(Records supplied)
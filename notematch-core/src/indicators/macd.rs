//! MACD, streaming.
//!
//! line = EMA(fast) - EMA(slow), signal = EMA(line, signal_period),
//! histogram = line - signal.
//! Lookback: (slow - 1) + (signal - 1).

use super::{Ema, Indicator};
use crate::domain::Candle;

#[derive(Debug, Clone, Copy, PartialEq)]
pub struct MacdValue {
    pub line: f64,
    pub signal: f64,
    pub histogram: f64,
}

#[derive(Debug, Clone)]
pub struct Macd {
    fast: Ema,
    slow: Ema,
    signal: Ema,
    lookback: usize,
    name: String,
}

impl Macd {
    pub fn new(fast: usize, slow: usize, signal: usize) -> Self {
        assert!(fast >= 1 && slow >= 1 && signal >= 1, "MACD periods must be >= 1");
        assert!(fast < slow, "MACD fast period must be shorter than slow");
        Self {
            fast: Ema::new(fast),
            slow: Ema::new(slow),
            signal: Ema::new(signal),
            lookback: (slow - 1) + (signal - 1),
            name: format!("macd_{fast}_{slow}_{signal}"),
        }
    }
}

impl Default for Macd {
    fn default() -> Self {
        Self::new(12, 26, 9)
    }
}

impl Indicator for Macd {
    type Output = MacdValue;

    fn name(&self) -> &str {
        &self.name
    }

    fn lookback(&self) -> usize {
        self.lookback
    }

    fn update(&mut self, candle: &Candle) -> Option<MacdValue> {
        let fast = self.fast.update(candle);
        let slow = self.slow.update(candle)?;
        let line = fast? - slow;
        let signal = self.signal.update_value(line)?;
        Some(MacdValue {
            line,
            signal,
            histogram: line - signal,
        })
    }
}
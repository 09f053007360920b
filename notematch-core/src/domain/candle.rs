//! Candle: one OHLCV observation for a single symbol and timeframe tick.

use chrono::{DateTime, Utc};
use serde::{Deserialize, Serialize};

use crate::features::IndicatorReading;

/// OHLCV candle.
///
/// Produced externally per timeframe tick. The core never mutates a candle; it
/// reads prices for feature extraction and for exit checks during backtests.
#[derive(Debug, Clone, PartialEq, Serialize, Deserialize)]
pub struct Candle {
    pub timestamp: DateTime<Utc>,
    pub open: f64,
    pub high: f64,
    pub low: f64,
    pub close: f64,
    #[serde(default)]
    pub volume: f64,
}

impl Candle {
    /// Returns true if any OHLC field is NaN or infinite.
    pub fn is_void(&self) -> bool {
        !(self.open.is_finite()
            && self.high.is_finite()
            && self.low.is_finite()
            && self.close.is_finite())
    }

    /// Basic OHLC sanity check: high >= low, high >= open, high >= close, etc.
    pub fn is_sane(&self) -> bool {
        if self.is_void() {
            return false;
        }
        self.high >= self.low
            && self.high >= self.open
            && self.high >= self.close
            && self.low <= self.open
            && self.low <= self.close
            && self.close > 0.0
    }

    /// High minus low. Zero for a flat candle.
    pub fn range(&self) -> f64 {
        self.high - self.low
    }
}

/// A candle plus whatever indicator readings the caller already has for it.
///
/// Used for live matching, where the surrounding system supplies indicators
/// computed by its own pipeline.
#[derive(Debug, Clone, PartialEq, Serialize, Deserialize)]
pub struct MarketObservation {
    pub candle: Candle,
    #[serde(default)]
    pub indicators: IndicatorReading,
}

impl MarketObservation {
    pub fn new(candle: Candle, indicators: IndicatorReading) -> Self {
        Self { candle, indicators }
    }

    /// Observation with no indicators: every indicator-derived dimension falls
    /// back to its neutral default.
    pub fn bare(candle: Candle) -> Self {
        Self {
            candle,
            indicators: IndicatorReading::default(),
        }
    }
}

#[cfg(test)]
mod tests {
    use super::*;
    use chrono::TimeZone;

    fn sample_candle() -> Candle {
        Candle {
            timestamp: Utc.with_ymd_and_hms(2024, 1, 2, 9, 0, 0).unwrap(),
            open: 100.0,
            high: 105.0,
            low: 98.0,
            close: 103.0,
            volume: 50_000.0,
        }
    }

    #[test]
    fn candle_is_sane() {
        assert!(sample_candle().is_sane());
    }

    #[test]
    fn candle_detects_void() {
        let mut candle = sample_candle();
        candle.close = f64::INFINITY;
        assert!(candle.is_void());
        assert!(!candle.is_sane());
    }

    #[test]
    fn candle_detects_inverted_range() {
        let mut candle = sample_candle();
        candle.high = 97.0;
        assert!(!candle.is_sane());
    }

    #[test]
    fn volume_defaults_when_missing() {
        let json = r#"{"timestamp":"2024-01-02T09:00:00Z","open":1.0,"high":2.0,"low":0.5,"close":1.5}"#;
        let candle: Candle = serde_json::from_str(json).unwrap();
        assert_eq!(candle.volume, 0.0);
        assert_eq!(candle.range(), 1.5);
    }
}
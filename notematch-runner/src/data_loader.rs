//! Candle loading for the runner.
//!
//! Reads OHLCV rows from CSV with a `timestamp,open,high,low,close,volume`
//! header. Timestamps are RFC3339 or integer unix seconds; `volume` may be
//! omitted. Rows are sorted ascending and duplicate timestamps dropped (first
//! row wins), so the simulator always receives a chronological series. A file
//! with a header and no rows loads as an empty series.
//!
//! Price sanity is not checked here; the simulator skips malformed candles
//! itself and counts them.

use std::io::Read;
use std::path::{Path, PathBuf};

use chrono::{DateTime, Duration, Utc};
use serde::Deserialize;
use thiserror::Error;
use tracing::{debug, warn};

use notematch_core::{Candle, Timeframe};

use crate::config::DataConfig;

/// Errors from the data loading layer.
#[derive(Debug, Error)]
pub enum LoadError {
    #[error("failed to open candle file '{path}': {source}")]
    Io {
        path: PathBuf,
        #[source]
        source: std::io::Error,
    },
    #[error("malformed CSV: {0}")]
    Csv(#[from] csv::Error),
    #[error("row {row}: unrecognised timestamp '{value}' (expected RFC3339 or unix seconds)")]
    Timestamp { row: usize, value: String },
}

#[derive(Debug, Deserialize)]
struct CsvRow {
    timestamp: String,
    open: f64,
    high: f64,
    low: f64,
    close: f64,
    #[serde(default)]
    volume: f64,
}

/// Load, sort and de-duplicate candles from a CSV file.
pub fn load_candles(path: &Path) -> Result<Vec<Candle>, LoadError> {
    let file = std::fs::File::open(path).map_err(|source| LoadError::Io {
        path: path.to_path_buf(),
        source,
    })?;
    let candles = parse_candles(file)?;
    debug!(path = %path.display(), count = candles.len(), "loaded candles");
    Ok(candles)
}

/// Parse candles from any CSV reader. See [`load_candles`].
pub fn parse_candles<R: Read>(reader: R) -> Result<Vec<Candle>, LoadError> {
    let mut rdr = csv::ReaderBuilder::new().trim(csv::Trim::All).from_reader(reader);

    let mut candles = Vec::new();
    for (i, row) in rdr.deserialize::<CsvRow>().enumerate() {
        let row = row?;
        let timestamp = parse_timestamp(&row.timestamp).ok_or_else(|| LoadError::Timestamp {
            // header is row 1
            row: i + 2,
            value: row.timestamp.clone(),
        })?;
        candles.push(Candle {
            timestamp,
            open: row.open,
            high: row.high,
            low: row.low,
            close: row.close,
            volume: row.volume,
        });
    }

    candles.sort_by_key(|c| c.timestamp);
    let before = candles.len();
    candles.dedup_by_key(|c| c.timestamp);
    let dropped = before - candles.len();
    if dropped > 0 {
        warn!(dropped, "dropped candles with duplicate timestamps");
    }

    Ok(candles)
}

/// RFC3339 first, then integer unix seconds.
pub fn parse_timestamp(s: &str) -> Option<DateTime<Utc>> {
    if let Ok(dt) = DateTime::parse_from_rfc3339(s) {
        return Some(dt.with_timezone(&Utc));
    }
    s.parse::<i64>()
        .ok()
        .and_then(|secs| DateTime::from_timestamp(secs, 0))
}

/// Keep candles inside the configured inclusive window.
pub fn select_window(candles: Vec<Candle>, data: &DataConfig) -> Vec<Candle> {
    if data.start.is_none() && data.end.is_none() {
        return candles;
    }
    candles
        .into_iter()
        .filter(|c| data.contains(c.timestamp))
        .collect()
}

/// Spacing irregularities against the expected timeframe.
#[derive(Debug, Clone, Copy, Default, PartialEq, Eq)]
pub struct GapReport {
    pub gaps: usize,
    pub largest: Option<Duration>,
}

/// Count consecutive candles spaced further apart than one `timeframe`.
///
/// Gaps are expected over weekends and holidays, so they are only reported,
/// never repaired.
pub fn detect_gaps(candles: &[Candle], timeframe: Timeframe) -> GapReport {
    let step = Duration::minutes(timeframe.minutes());
    let mut report = GapReport::default();
    for pair in candles.windows(2) {
        let delta = pair[1].timestamp - pair[0].timestamp;
        if delta > step {
            debug!(from = %pair[0].timestamp, to = %pair[1].timestamp, "gap in candle series");
            report.gaps += 1;
            report.largest = Some(report.largest.map_or(delta, |l| l.max(delta)));
        }
    }
    if let Some(largest) = report.largest {
        warn!(
            gaps = report.gaps,
            largest_minutes = largest.num_minutes(),
            %timeframe,
            "candle series has gaps"
        );
    }
    report
}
(End Records supplied)
▸ **Aim of the exercise**:
Restate, please, word for word the span of records running from the first line to the line bearing "assert!(fast >= 1", both included, and nothing outside it.

▸ **Task output**:
filename notematch-core/src/indicators/macd.rs
//! MACD, streaming.
//!
//! line = EMA(fast) - EMA(slow), signal = EMA(line, signal_period),
//! histogram = line - signal.
//! Lookback: (slow - 1) + (signal - 1).

use super::{Ema, Indicator};
use crate::domain::Candle;

#[derive(Debug, Clone, Copy, PartialEq)]
pub struct MacdValue {
    pub line: f64,
    pub signal: f64,
    pub histogram: f64,
}

#[derive(Debug, Clone)]
pub struct Macd {
    fast: Ema,
    slow: Ema,
    signal: Ema,
    lookback: usize,
    name: String,
}

impl Macd {
    pub fn new(fast: usize, slow: usize, signal: usize) -> Self {
        assert!(fast >= 1 && slow >= 1 && signal >= 1, "MACD periods must be >= 1");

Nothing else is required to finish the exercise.